Un parasite mangeur de chair rare et mortel a été détecté chez un humain aux États-Unis pour la première fois, ont confirmé les autorités sanitaires dimanche 24 août.
Le cas de ver à vis du Nouveau Monde a été identifié chez un patient récemment revenu du Salvador, selon le ministère de la Santé du Maryland et les Centres américains pour le contrôle et la prévention des maladies (CDC).
Andrew G. Nixon, porte-parole du ministère américain de la Santé et des Services sociaux, a déclaré à Reuters : « Le risque pour la santé publique aux États-Unis lié à cette introduction est très faible. »
Les infections humaines par les vers bouchères sont rares, mais le parasite représente une menace bien plus grande pour le bétail et la faune sauvage. Les mouches pondent des centaines d’œufs dans les plaies ouvertes des animaux à sang chaud et, une fois écloses, les larves s’enfouissent dans les tissus vivants grâce à leurs pièces buccales acérées. Non traitée, cette maladie peut être mortelle.
Le traitement nécessite un retrait minutieux des larves des plaies, suivi d’une désinfection. Le nom du parasite vient de sa tendance à s’enfoncer plus profondément dans les tissus lorsqu’il est perturbé, ce qui rend son éradication difficile.

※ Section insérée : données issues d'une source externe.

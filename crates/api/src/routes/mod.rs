mod api;
mod health;

pub use api::api_router;
pub use health::health_router;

Cette découverte a suscité des inquiétudes dans l’industrie bovine américaine, où une épidémie pourrait avoir des conséquences économiques dévastatrices. Le ministère de l’Agriculture estime qu’une infestation au Texas pourrait coûter à l’économie de l’État environ 1,8 milliard de dollars.
La secrétaire à l’Agriculture, Brooke Rollins, a récemment annoncé son intention de construire une installation de stérilisation des mouches au Texas pour contrer cette menace. Ces installations libèrent des mouches mâles stérilisées dans l’environnement, réduisant ainsi la population sauvage en empêchant la reproduction. Cette méthode a été utilisée avec succès pour éradiquer la lucilie bouchère aux États-Unis il y a soixante ans.
Aucun cas animal n’a été confirmé dans le pays cette année, mais les scientifiques mettent en garde contre une propagation du parasite vers le nord, depuis l’Amérique du Sud et l’Amérique centrale, à mesure que les températures mondiales augmentent.